Zehntausend Menschen bei der pro-israelischen Demo in Berlin, dafür zwölf- und fünfzehntausend bei pro-palästinensischen Kundgebungen in Brüssel und Paris: Der Krieg in Israel und Gaza hat Europas Straßen längst erreicht und sorgt für ein Tauziehen zwischen dem "Richtig" und dem "Falsch". Auch die Religionsgemeinschaften können sich dem nicht entziehen. Statt gemeinsamer Statements hört man nur lautes Knirschen aus dem Getriebe des interreligiösen Dialogs.

Zum Beispiel in München: Erzbischof Reinhard Marx erklärte schon wenige Tage nach dem Massaker der Hamas an israelischen Männern, Frauen, Kindern, dass es sinnlos sei, "interreligiösen Dialog zu führen mit Leuten, die auch nur den Ansatz einer Vermutung geben, dass sie das, was hier geschieht, verstehen, relativieren oder die das Existenzrecht eines ganzen Landes bestreiten". Stadtdekan Bernhard Liess forderte muslimische Gemeinden dazu auf, sich öffentlich zum Staat Israel zu bekennen: Bei der Frage nach seinem Existenzrecht dürfe "kein Hintertürchen offenbleiben". Diese Klarheit sei die Vorbedingung des interreligiösen Dialogs.

"Der Dialog mit dem Islam ist sehr gestört"

Zeitgleich kamen von Benjamin Idriz, dem bekanntesten Imam in Oberbayern, neben der Verurteilung des Terrors als "un­islamisch" auch komplizierte Wortspiele über "das Land, das die einen Israel, die anderen Palästina nennen". Dass diese Beschreibung den christlichen Partnern nicht reicht, mag er nicht nachvollziehen. Wohl auch aus diesem Grund hält Marian Offman, Beauftragter der Stadt für interreligiösen Dialog und früherer Vizepräsident der Israelitischen Kultusgemeinde, den Dialog mit dem Islam gerade für "sehr gestört".

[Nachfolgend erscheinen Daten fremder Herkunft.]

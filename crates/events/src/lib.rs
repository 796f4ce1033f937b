//! Domain events and the envelopes they are recorded in.

pub mod envelope;
pub mod event;

pub use envelope::EventEnvelope;
pub use event::Event;
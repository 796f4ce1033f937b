//! Records with identity owned by an external collaborator.

/// A record looked up by identity (customers, sales orders).
///
/// Two values with the same id describe the same record, even if a later
/// lookup returns different descriptive fields.
pub trait Entity {
    type Id: Clone + Eq + core::hash::Hash + core::fmt::Debug + core::fmt::Display;

    fn id(&self) -> &Self::Id;

    fn same_identity(&self, other: &Self) -> bool {
        self.id() == other.id()
    }
}
//! Value objects: equality by value, not identity.

use serde::{Deserialize, Serialize};

/// Marker trait for value objects.
///
/// Value objects are immutable and compared by their attribute values. To
/// "modify" one, construct a new value.
pub trait ValueObject: Clone + PartialEq + core::fmt::Debug {}

/// Monetary amount in the smallest currency unit (e.g. cents).
///
/// Signed so that validation can reject negative input explicitly instead of
/// relying on a parse failure.
#[derive(Debug, Copy, Clone, Default, PartialEq, Eq, PartialOrd, Ord, Hash, Serialize, Deserialize)]
#[serde(transparent)]
pub struct Money(i64);

impl ValueObject for Money {}

impl Money {
    pub const ZERO: Money = Money(0);

    pub fn from_cents(cents: i64) -> Self {
        Self(cents)
    }

    pub fn cents(&self) -> i64 {
        self.0
    }

    pub fn is_negative(&self) -> bool {
        self.0 < 0
    }

    pub fn checked_add(self, other: Money) -> Option<Money> {
        self.0.checked_add(other.0).map(Money)
    }

    /// Total of `amounts`, or `None` if it does not fit.
    pub fn checked_sum(amounts: impl IntoIterator<Item = Money>) -> Option<Money> {
        amounts
            .into_iter()
            .try_fold(Money::ZERO, |acc, m| acc.checked_add(m))
    }
}

impl core::fmt::Display for Money {
    fn fmt(&self, f: &mut core::fmt::Formatter<'_>) -> core::fmt::Result {
        let sign = if self.0 < 0 { "-" } else { "" };
        let abs = self.0.unsigned_abs();
        write!(f, "{sign}{}.{:02}", abs / 100, abs % 100)
    }
}

#[cfg(test)]
mod tests {
    use super::*;

    #[test]
    fn money_displays_two_decimals() {
        assert_eq!(Money::from_cents(1_000_050).to_string(), "10000.50");
        assert_eq!(Money::from_cents(7).to_string(), "0.07");
        assert_eq!(Money::from_cents(-250).to_string(), "-2.50");
    }

    #[test]
    fn money_sums_by_value_and_detects_overflow() {
        let total = Money::checked_sum([Money::from_cents(100), Money::from_cents(250)]);
        assert_eq!(total, Some(Money::from_cents(350)));
        assert_eq!(Money::checked_sum([]), Some(Money::ZERO));
        let half = Money::from_cents(i64::MAX / 2 + 1);
        assert_eq!(Money::checked_sum([half, half]), None);
        assert_eq!(Money::ZERO.checked_add(Money::from_cents(i64::MAX)), Some(Money::from_cents(i64::MAX)));
        assert_eq!(Money::from_cents(1).checked_add(Money::from_cents(i64::MAX)), None);
    }
}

Gestört und schief, so ist die Lage. Dabei fragt man sich, warum man auf pro-­palästinensischen Kundgebungen nie Slogans wie "Nieder mit Hamas!" hört. Die hochgerüstete Terrorbande ist es schließlich, die die Menschen im Gazastreifen als Schutzschild benutzt, Wohnhäuser mit ihren Kommandozentralen untertunnelt, Krankenhäuser als Raketenabschussrampen benutzt und sich ansonsten um eine Zukunftsperspektive der Bevölkerung wenig schert. Der Hamas ist es egal, wie viele Menschen im Gazastreifen gerade ihr Leben verlieren. Wer ihnen helfen will, müsste deshalb zuerst für einen Hamas-freien Gazastreifen auf die Straße gehen – oder in seinem Freitagsgebet dazu aufrufen, der Terrororganisation Widerstand zu leisten.

Nie war es nötiger, dass die Religionsgemeinschaften mit einer Stimme sprechen

Und jetzt? War der interreligiöse Dialog bislang nur Folklore mit bunten Gewändern? Das wäre eine schlechte Nachricht: Nie war es nötiger, dass die Religionsgemeinschaften mit einer Stimme sprechen. Bis zum 7. Oktober konnte der interreligiöse Dialog die Frage nach dem Existenzrecht Israels vielleicht umschiffen. Jetzt wird sie zur Nagelprobe. Die Partner müssen reden, auch wenn es unbequem wird.